Bifurcation in dynamic problems with seasonal succession

TL;DR

This paper analyzes how seasonal changes influence the stability and bifurcation structure of biological population models, identifying critical thresholds where populations go extinct or coexistence emerges.

Contribution

It applies bifurcation theory to non-autonomous seasonal models, establishing critical thresholds and analyzing primary and secondary bifurcations both analytically and numerically.

Findings

Existence of a critical season length $ au^*$ causing bifurcation from extinction.

Seasonality induces transitions between extinction and coexistence.
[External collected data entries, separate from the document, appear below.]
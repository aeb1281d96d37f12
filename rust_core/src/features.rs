//! Feature engineering with an explicitly tracked schema.
//!
//! Training and inference must use the identical column list. The schema is
//! a first-class value: the model records which columns survived correlation
//! pruning and re-applies exactly that list at inference time, so a silently
//! mismatched feature layout is impossible.

use serde::{Deserialize, Serialize};

use crate::error::{CoreError, Result};
use crate::types::{TeamSeasonStats, TrainingRecord};

/// Canonical feature columns, fixed order. The first eight are the raw
/// season aggregates; the rest are derived.
pub const FEATURE_NAMES: &[&str] = &[
    "v_pace",
    "v_ortg",
    "v_drtg",
    "v_nrtg",
    "h_pace",
    "h_ortg",
    "h_drtg",
    "h_nrtg",
    "ortg_diff",
    "drtg_diff",
    "nrtg_diff",
    "pace_diff",
    "h_off_eff",
    "v_off_eff",
    "offensive_advantage",
    "avg_ortg",
    "avg_drtg",
];

/// Stabilizer added to the divisor of the efficiency ratios so a zero
/// defensive rating cannot blow up the feature.
const EFF_EPSILON: f64 = 0.1;

/// Ordered list of feature column names.
#[derive(Debug, Clone, PartialEq, Eq, Serialize, Deserialize)]
pub struct FeatureSchema {
    columns: Vec<String>,
}

impl FeatureSchema {
    /// The full canonical schema.
    pub fn full() -> Self {
        Self::new(FEATURE_NAMES)
    }

    /// A schema over an arbitrary ordered column list.
    pub fn new(columns: &[&str]) -> Self {
        Self {
            columns: columns.iter().map(|s| s.to_string()).collect(),
        }
    }

    /// A schema restricted to the given column indices (indices into this
    /// schema, original order preserved).
    pub fn subset(&self, keep: &[usize]) -> Self {
        Self {
            columns: keep.iter().map(|&i| self.columns[i].clone()).collect(),
        }
    }

    pub fn columns(&self) -> &[String] {
        &self.columns
    }

    pub fn len(&self) -> usize {
        self.columns.len()
    }

    pub fn is_empty(&self) -> bool {
        self.columns.is_empty()
    }

    /// Width check for a feature row built against this schema.
    pub fn check_row(&self, row: &[f64]) -> Result<()> {
        if row.len() != self.columns.len() {
            return Err(CoreError::FeatureWidth {
                expected: self.columns.len(),
                got: row.len(),
            });
        }
        Ok(())
    }
}

/// Build the full feature vector for a matchup, home vs visitor, in
/// [`FEATURE_NAMES`] order.
pub fn build_features(home: &TeamSeasonStats, visitor: &TeamSeasonStats) -> Vec<f64> {
    let h_off_eff = home.ortg / (visitor.drtg + EFF_EPSILON);
    let v_off_eff = visitor.ortg / (home.drtg + EFF_EPSILON);
    vec![
        visitor.pace,
        visitor.ortg,
        visitor.drtg,
        visitor.nrtg,
        home.pace,
        home.ortg,
        home.drtg,
        home.nrtg,
        home.ortg - visitor.ortg,
        home.drtg - visitor.drtg,
        home.nrtg - visitor.nrtg,
        home.pace - visitor.pace,
        h_off_eff,
        v_off_eff,
        h_off_eff - v_off_eff,
        (home.ortg + visitor.ortg) / 2.0,
        (home.drtg + visitor.drtg) / 2.0,
    ]
}

/// Feature matrix plus home-win labels for a set of training records.
pub fn training_matrix(records: &[TrainingRecord]) -> (Vec<Vec<f64>>, Vec<bool>) {
    let mut rows = Vec::with_capacity(records.len());
    let mut labels = Vec::with_capacity(records.len());
    for record in records {
        rows.push(build_features(&record.home_stats, &record.visitor_stats));
        labels.push(record.game.home_win);
    }
    (rows, labels)
}

#[cfg(test)]
mod tests {
    use super::*;

    fn stats(team: &str, pace: f64, ortg: f64, drtg: f64) -> TeamSeasonStats {
        TeamSeasonStats {
            team: team.to_string(),
            pace,
            ortg,
            drtg,
            nrtg: ortg - drtg,
        }
    }

    #[test]
    fn vector_matches_schema_width_and_order() {
        let home = stats("Sacramento Kings", 100.0, 115.0, 112.0);
        let visitor = stats("Dallas Mavericks", 98.0, 117.0, 110.0);
        let row = build_features(&home, &visitor);
        let schema = FeatureSchema::full();

        assert_eq!(row.len(), schema.len());
        schema.check_row(&row).unwrap();

        // Raw prefix: visitor block then home block.
        assert_eq!(&row[..4], &[98.0, 117.0, 110.0, 7.0]);
        assert_eq!(&row[4..8], &[100.0, 115.0, 112.0, 3.0]);
    }

    #[test]
    fn derived_fields_are_consistent() {
        let home = stats("Sacramento Kings", 100.0, 115.0, 112.0);
        let visitor = stats("Dallas Mavericks", 98.0, 117.0, 110.0);
        let row = build_features(&home, &visitor);

        let ortg_diff = row[8];
        assert!((ortg_diff - (115.0 - 117.0)).abs() < 1e-12);

        let h_off_eff = row[12];
        let v_off_eff = row[13];
        assert!((h_off_eff - 115.0 / 110.1).abs() < 1e-12);
        assert!((v_off_eff - 117.0 / 112.1).abs() < 1e-12);

        let advantage = row[14];
        assert!((advantage - (h_off_eff - v_off_eff)).abs() < 1e-12);

        assert!((row[15] - 116.0).abs() < 1e-12);
        assert!((row[16] - 111.0).abs() < 1e-12);
    }

    #[test]
    fn efficiency_survives_zero_defense() {
        let home = stats("Sacramento Kings", 100.0, 115.0, 0.0);
        let visitor = stats("Dallas Mavericks", 98.0, 117.0, 0.0);
        let row = build_features(&home, &visitor);
        assert!(row.iter().all(|v| v.is_finite()));
    }

    #[test]
    fn subset_preserves_order() {
        let schema = FeatureSchema::full();
        let sub = schema.subset(&[0, 4, 10]);
        assert_eq!(
            sub.columns(),
            &["v_pace".to_string(), "h_pace".to_string(), "nrtg_diff".to_string()]
        );
    }

    #[test]
    fn width_mismatch_is_an_error() {
        let schema = FeatureSchema::full();
        let err = schema.check_row(&[1.0, 2.0]).unwrap_err();
        assert!(matches!(
            err,
            crate::CoreError::FeatureWidth { expected: 17, got: 2 }
        ));
    }
}
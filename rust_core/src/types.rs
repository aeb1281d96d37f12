//! Core value types. Everything here is recomputed each run; there is no
//! persistent store and no identity beyond the run.

use chrono::NaiveDate;
use serde::{Deserialize, Serialize};

/// Per-team season aggregates from the advanced stats table.
#[derive(Debug, Clone, PartialEq, Serialize, Deserialize)]
pub struct TeamSeasonStats {
    pub team: String,
    /// Possessions per game.
    pub pace: f64,
    /// Points scored per 100 possessions.
    pub ortg: f64,
    /// Points allowed per 100 possessions.
    pub drtg: f64,
    /// Net rating (ortg - drtg).
    pub nrtg: f64,
}

impl TeamSeasonStats {
    /// A row with any non-finite rating is excluded from training and
    /// inference.
    pub fn is_usable(&self) -> bool {
        [self.pace, self.ortg, self.drtg, self.nrtg]
            .iter()
            .all(|v| v.is_finite())
    }
}

/// A schedule row as scraped, before cleaning. Point cells stay as text
/// because games that have not been played yet carry empty cells.
#[derive(Debug, Clone, Default, Serialize, Deserialize)]
pub struct RawScheduleRow {
    pub date: String,
    pub visitor: String,
    pub visitor_pts: String,
    pub home: String,
    pub home_pts: String,
}

/// A completed historical game with its home-win label.
#[derive(Debug, Clone, Serialize, Deserialize)]
pub struct HistoricalGame {
    pub date: NaiveDate,
    pub visitor: String,
    pub home: String,
    pub visitor_pts: u32,
    pub home_pts: u32,
    pub home_win: bool,
}

/// A historical game joined with both sides' season stats. Both joins must
/// have resolved for the record to exist.
#[derive(Debug, Clone)]
pub struct TrainingRecord {
    pub game: HistoricalGame,
    pub visitor_stats: TeamSeasonStats,
    pub home_stats: TeamSeasonStats,
}

/// One matchup from the odds source with American moneyline prices for
/// each side.
#[derive(Debug, Clone, Serialize, Deserialize)]
pub struct OddsQuote {
    pub date: NaiveDate,
    pub visitor: String,
    pub home: String,
    /// American odds; 0 means the price was unparseable and is treated as
    /// even money downstream.
    pub visitor_moneyline: i32,
    pub home_moneyline: i32,
}

impl OddsQuote {
    /// "Visitor @ Home" label used in reports.
    pub fn matchup_label(&self) -> String {
        format!("{} @ {}", self.visitor, self.home)
    }
}

/// One evaluated side of a matchup. Ordering by descending EV defines the
/// output ranking.
#[derive(Debug, Clone, Serialize)]
pub struct EvaluationResult {
    pub matchup: String,
    /// The side this row prices (team name as quoted by the odds source).
    pub bet: String,
    pub odds: i32,
    /// Model win probability for this side, after clipping.
    pub model_prob: f64,
    /// Market-implied probability from the American price.
    pub market_prob: f64,
    /// `model_prob * decimal_odds - 1`.
    pub ev: f64,
    /// Whether EV clears the configured reporting threshold. Cosmetic; never
    /// gates emission.
    pub signal: bool,
}

/// A matchup the evaluation engine could not price, with the reason.
#[derive(Debug, Clone)]
pub struct SkippedMatchup {
    pub matchup: String,
    pub reason: String,
}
Analytical validation of bifurcations in specific models.

Abstract

We investigate the bifurcation structure of equilibria in a class of non-autonomous ordinary differential equations governed by a season length parameter, $\tau$, which determines the alternation between growth and decline dynamics. This structure models biological systems exhibiting seasonal variation, such as insect population dynamics or infectious disease transmission. Using the Crandall-Rabinowitz bifurcation theorem, we establish the existence of a critical threshold $\tau^*$ at which a bifurcation from the extinction equilibrium occurs. We also explore the emergence of secondary bifurcations from, in general, explicitly unknown non-trivial equilibria which can only be treated numerically. Our results are illustrated with a two-species competitive Lotka-Volterra model for the growth season and a Malthusian model for the decline season for which primary and secondary bifurcations may be computed analytically, allowing the validation of numerical approximations. Our analysis shows how seasonality drives transitions between extinction of both populations, of only one, and coexistence of both populations.